Política

PGR pede que caso envolvendo Lulinha deixe o STF e seja enviado à primeira instância

A Procuradoria-Geral da República (PGR) pediu ao ministro André Mendonça, do Supremo Tribunal Federal (STF), que um dos inquéritos envolvendo Fábio Luís Lula da Silva, conhecido como Lulinha, seja encaminhado para a primeira instância da Justiça. A manifestação foi apresentada pelo procurador-geral da República, Paulo Gonet, e ainda será analisada pelo ministro.

Segundo a PGR, não há, entre os investigados no caso, nenhuma autoridade com foro por prerrogativa de função no STF que justifique a permanência da investigação na Corte. Com isso, o entendimento do órgão é que a apuração deve prosseguir na Justiça de primeira instância.

O inquérito envolve suspeitas de tráfico de influência relacionadas à atuação de pessoas próximas a Lulinha junto a órgãos do governo federal.
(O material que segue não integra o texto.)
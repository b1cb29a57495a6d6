//! The geofence service.
//!
//! [`Geofence`] owns the store and the live index and keeps them in step.
//! Every mutation runs the same sequence under a service-wide writer lock:
//! validate, persist, then update the index. A crash between the last two
//! steps can leave the index briefly behind the store (a stale read), never
//! ahead of it.
//!
//! Point lookups read only the index: every entry carries its provider's
//! name, which provider updates refresh under the same writer lock. A lookup
//! therefore never waits on a store write, however slow its persistence.

use crate::compute::geometry::build_area;
use crate::compute::spatial::AreaIndexStats;
use crate::compute::validation::{
    validate_geographic_point, validate_name, validate_page, validate_price, validate_provider,
};
use crate::config::Config;
use crate::error::{GeofenceError, Result};
use crate::storage::{MemoryStore, Store, StoreOp, StoreStats};
use geofence_types::area::{AreaGeometry, LocatedArea, ServiceArea, ServiceAreaPatch};
use geofence_types::page::Page;
use geofence_types::provider::{NewProvider, Provider, ProviderPatch};
use parking_lot::Mutex;
use std::sync::Arc;
use uuid::Uuid;

mod live_index;

pub use live_index::{IndexedServiceArea, LiveIndex};

/// Combined store and index statistics.
#[derive(Debug, Clone, PartialEq, Eq, serde::Serialize)]
pub struct GeofenceStats {
    pub store: StoreStats,
    pub index: AreaIndexStats,
}

/// Provider and service-area directory with point lookup.
///
/// Cheap to clone; clones share state. Safe to use from many threads.
#[derive(Clone)]
pub struct Geofence {
    store: Arc<dyn Store>,
    index: Arc<LiveIndex>,
    writer: Arc<Mutex<()>>,
    config: Arc<Config>,
}

impl Geofence {
    /// Open a service over an existing store and rebuild the index from it.
    pub fn open(store: Box<dyn Store>, config: Config) -> Result<Self> {
        config.validate().map_err(GeofenceError::InvalidInput)?;

        let index = LiveIndex::new();
        index.rebuild(&store.load_all_service_areas()?, |id| {
            Ok(store.find_provider_by_id(id)?.map(|provider| provider.name))
        })?;

        Ok(Self {
            store: Arc::from(store),
            index: Arc::new(index),
            writer: Arc::new(Mutex::new(())),
            config: Arc::new(config),
        })
    }

    /// Empty in-memory service with default configuration.
    pub fn memory() -> Self {
        Self {
            store: Arc::new(MemoryStore::new()),
            index: Arc::new(LiveIndex::new()),
            writer: Arc::new(Mutex::new(())),
            config: Arc::new(Config::default()),
        }
    }

    pub fn builder() -> crate::builder::GeofenceBuilder {
        crate::builder::GeofenceBuilder::new()
    }

    pub fn config(&self) -> &Config {
        &self.config
    }

    // ---- providers ----

    pub fn create_provider(&self, new: NewProvider) -> Result<Provider> {
        let provider = new.into_provider(Uuid::new_v4());
        validate_provider(&provider, &self.config)?;

        let _guard = self.writer.lock();
        self.ensure_unique_name(&provider)?;
        self.store.save_provider(&provider)?;

        log::debug!("Created provider {} ({})", provider.id, provider.name);
        Ok(provider)
    }

    pub fn get_provider(&self, id: &Uuid) -> Result<Provider> {
        self.store
            .find_provider_by_id(id)?
            .ok_or(GeofenceError::ProviderNotFound(*id))
    }

    /// One page of providers in creation order.
    pub fn list_providers(&self, page: usize, page_size: Option<usize>) -> Result<Page<Provider>> {
        let (offset, page_size) = validate_page(page, page_size, &self.config)?;
        let count = self.store.provider_count()?;
        check_page_exists(page, offset, count)?;

        Ok(Page {
            count,
            page,
            page_size,
            results: self.store.list_providers(offset, page_size)?,
        })
    }

    /// Apply a full or partial update. Unset patch fields keep their value.
    ///
    /// A rename is pushed to the index entries of the provider's service
    /// areas after the store accepted it.
    pub fn update_provider(&self, id: &Uuid, patch: ProviderPatch) -> Result<Provider> {
        let _guard = self.writer.lock();

        let current = self.get_provider(id)?;
        let updated = patch.apply(&current);
        validate_provider(&updated, &self.config)?;
        self.ensure_unique_name(&updated)?;

        self.store.save_provider(&updated)?;

        if updated.name != current.name {
            let owned: Vec<Uuid> = self
                .store
                .service_areas_by_provider(id)?
                .iter()
                .map(|area| area.id)
                .collect();
            let renamed = self.index.rename_provider(&owned, &updated.name);
            log::debug!(
                "Renamed provider {} to {} in {} index entries",
                id,
                updated.name,
                renamed
            );
        }

        Ok(updated)
    }

    /// Delete a provider together with every service area it owns.
    ///
    /// Index entries of the dependents are removed first, then the dependents
    /// and the provider are deleted in one store batch. If the batch fails the
    /// index entries are restored.
    pub fn delete_provider(&self, id: &Uuid) -> Result<()> {
        let _guard = self.writer.lock();

        if self.store.find_provider_by_id(id)?.is_none() {
            return Err(GeofenceError::ProviderNotFound(*id));
        }
        let dependents = self.store.service_areas_by_provider(id)?;

        let dependent_ids: Vec<Uuid> = dependents.iter().map(|area| area.id).collect();
        let removed = self.index.remove_many(&dependent_ids);
        if removed.len() != dependent_ids.len() {
            log::error!(
                "Provider {} owns {} service areas but only {} were indexed",
                id,
                dependent_ids.len(),
                removed.len()
            );
        }

        let mut ops: Vec<StoreOp> = dependent_ids
            .iter()
            .map(|area_id| StoreOp::DeleteServiceArea(*area_id))
            .collect();
        ops.push(StoreOp::DeleteProvider(*id));

        if let Err(e) = self.store.batch(&ops) {
            log::warn!("Cascade delete of provider {} failed, restoring index: {}", id, e);
            self.index.restore(removed);
            return Err(e);
        }

        log::info!(
            "Deleted provider {} and {} service areas",
            id,
            dependent_ids.len()
        );
        Ok(())
    }

    fn ensure_unique_name(&self, provider: &Provider) -> Result<()> {
        match self.store.find_provider_by_name(&provider.name)? {
            Some(existing) if existing.id != provider.id => {
                Err(GeofenceError::DuplicateProviderName(provider.name.clone()))
            }
            _ => Ok(()),
        }
    }

    // ---- service areas ----

    /// Validate, persist and index a new service area.
    ///
    /// # Errors
    ///
    /// - [`GeofenceError::Validation`] for a bad name or a negative price
    /// - [`GeofenceError::InvalidGeometry`] when the area cannot be built
    /// - [`GeofenceError::ProviderNotFound`] when the provider does not exist
    ///
    /// Nothing is stored or indexed when an error is returned.
    pub fn register(
        &self,
        provider: Uuid,
        name: &str,
        price: i64,
        area: AreaGeometry,
    ) -> Result<ServiceArea> {
        validate_name("name", name)?;
        let price = validate_price(price)?;
        let geometry = build_area(&area)?;

        let _guard = self.writer.lock();
        let owner = self.get_provider(&provider)?;

        let service_area = ServiceArea {
            id: Uuid::new_v4(),
            provider,
            name: name.to_string(),
            price,
            area,
        };

        self.store.save_service_area(&service_area)?;
        self.index.upsert(&service_area, &owner.name, geometry);

        log::debug!(
            "Registered service area {} for provider {}",
            service_area.id,
            provider
        );
        Ok(service_area)
    }

    pub fn get_service_area(&self, id: &Uuid) -> Result<ServiceArea> {
        self.store
            .find_service_area_by_id(id)?
            .ok_or(GeofenceError::ServiceAreaNotFound(*id))
    }

    /// One page of service areas in creation order.
    pub fn list_service_areas(
        &self,
        page: usize,
        page_size: Option<usize>,
    ) -> Result<Page<ServiceArea>> {
        let (offset, page_size) = validate_page(page, page_size, &self.config)?;
        let count = self.store.service_area_count()?;
        check_page_exists(page, offset, count)?;

        Ok(Page {
            count,
            page,
            page_size,
            results: self.store.list_service_areas(offset, page_size)?,
        })
    }

    /// Replace any of a service area's provider, name, price or area.
    ///
    /// The index entry is swapped in one write-lock acquisition after the store
    /// accepted the new version, so a lookup sees either the old or the new
    /// geometry and never both.
    pub fn relocate(&self, id: &Uuid, patch: ServiceAreaPatch) -> Result<ServiceArea> {
        let _guard = self.writer.lock();

        let current = self.get_service_area(id)?;

        let name = match patch.name {
            Some(name) => {
                validate_name("name", &name)?;
                name
            }
            None => current.name,
        };
        let price = match patch.price {
            Some(price) => validate_price(price)?,
            None => current.price,
        };
        let area = patch.area.unwrap_or(current.area);
        let geometry = build_area(&area)?;

        let provider = patch.provider.unwrap_or(current.provider);
        let owner = self.get_provider(&provider)?;

        if !self.index.contains(id) {
            log::error!("Service area {} is stored but not indexed", id);
            return Err(GeofenceError::IndexInconsistency(format!(
                "service area {} missing from index",
                id
            )));
        }

        let updated = ServiceArea {
            id: *id,
            provider,
            name,
            price,
            area,
        };

        self.store.save_service_area(&updated)?;
        self.index.upsert(&updated, &owner.name, geometry);
        Ok(updated)
    }

    /// Delete a service area. Unknown ids are a no-op.
    pub fn unregister(&self, id: &Uuid) -> Result<()> {
        let _guard = self.writer.lock();

        let stored = self.store.delete_service_area(id)?;
        let indexed = self.index.remove(id);

        if stored.is_some() && indexed.is_none() {
            log::warn!("Service area {} was stored but not indexed", id);
        }
        Ok(())
    }

    // ---- lookup ----

    /// Every service area containing the position, boundary included,
    /// ordered by name and then id.
    ///
    /// # Examples
    ///
    /// ```
    /// use geofence::Geofence;
    /// use geofence_types::{AreaGeometry, NewProvider};
    ///
    /// let geofence = Geofence::memory();
    /// let acme = geofence.create_provider(NewProvider {
    ///     name: "Acme".into(),
    ///     email: "ops@acme.com".into(),
    ///     phone_number: "5550100".into(),
    ///     language: "en".into(),
    ///     currency: "USD".into(),
    /// })?;
    ///
    /// let square = vec![[0.0, 0.0], [0.0, 1.0], [1.0, 1.0], [1.0, 0.0], [0.0, 0.0]];
    /// geofence.register(acme.id, "Zone1", 10_000, AreaGeometry::Ring(square))?;
    ///
    /// let hits = geofence.locate(0.5, 0.5)?;
    /// assert_eq!(hits.len(), 1);
    /// assert_eq!(hits[0].provider_name, "Acme");
    /// assert!(geofence.locate(2.0, 2.0)?.is_empty());
    /// # Ok::<(), geofence::GeofenceError>(())
    /// ```
    pub fn locate(&self, lat: f64, lng: f64) -> Result<Vec<LocatedArea>> {
        validate_geographic_point(lat, lng)?;

        let mut located: Vec<LocatedArea> = self
            .index
            .locate(lng, lat)
            .into_iter()
            .map(|(id, entry)| LocatedArea {
                id,
                name: entry.name,
                provider_name: entry.provider_name,
                price: entry.price,
            })
            .collect();

        located.sort_by(|a, b| a.name.cmp(&b.name).then_with(|| a.id.cmp(&b.id)));
        Ok(located)
    }

    pub fn stats(&self) -> Result<GeofenceStats> {
        let store = self.store.stats()?;
        Ok(GeofenceStats {
            store,
            index: self.index.stats(),
        })
    }
}

/// Page 1 always exists, even for an empty listing.
fn check_page_exists(page: usize, offset: usize, count: usize) -> Result<()> {
    if page > 1 && offset >= count {
        return Err(GeofenceError::PageNotFound(page));
    }
    Ok(())
}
Entre os episódios investigados está uma tentativa de intermediar a venda de um projeto envolvendo medicamentos à base de canabidiol ao Ministério da Saúde. A negociação, segundo as informações disponíveis, não chegou a ser concretizada.

A Polícia Federal também identificou conversas envolvendo a empresária Roberta Luchsinger, apontada como próxima de Lulinha. Segundo a investigação, ela teria afirmado falar em nome do filho do presidente Luiz Inácio Lula da Silva e buscado uma comissão de 20% em uma negociação com o governo. Lulinha nega irregularidades e sua defesa questiona a forma como informações da investigação vêm sendo divulgadas.

Atualmente, há três inquéritos relacionados a Lulinha no STF. Dois estão sob a relatoria de André Mendonça e outro é conduzido pelo ministro Flávio Dino. O pedido divulgado nesta quinta-feira (20) refere-se a um dos procedimentos que estão sob responsabilidade de Mendonça.

Defesa comemora manifestação

A defesa de Lulinha recebeu positivamente a manifestação da PGR. O advogado Marco Aurélio Carvalho afirmou que não haveria, no caso, autoridade com foro privilegiado, utilização de verba pública ou vínculo com o Instituto Nacional do Seguro Social (INSS) que justificasse a permanência do procedimento no Supremo.

A defesa também avalia pedir ao STF o levantamento integral do sigilo dos inquéritos envolvendo Lulinha. A intenção, segundo o advogado, seria permitir maior transparência sobre as investigações e possibilitar uma resposta aos conteúdos que vêm sendo divulgados de forma fragmentada.

Decisão está nas mãos de Mendonça

O pedido da PGR ainda não representa uma decisão definitiva sobre o destino do inquérito. Caberá a André Mendonça analisar a manifestação e decidir se concorda com o envio do caso para a primeira instância.

Caso o pedido seja acolhido, a investigação deixará de tramitar no STF e passará à Justiça de primeiro grau, onde poderá continuar normalmente. A manifestação da PGR, portanto, não significa o encerramento da investigação nem uma conclusão sobre eventual responsabilidade de Lulinha.

O caso ganhou repercussão em meio às investigações da Polícia Federal sobre suspeitas de tráfico de influência e possíveis relações entre empresários, lobistas e pessoas com acesso ao governo federal. Lulinha nega envolvimento em irregularidades.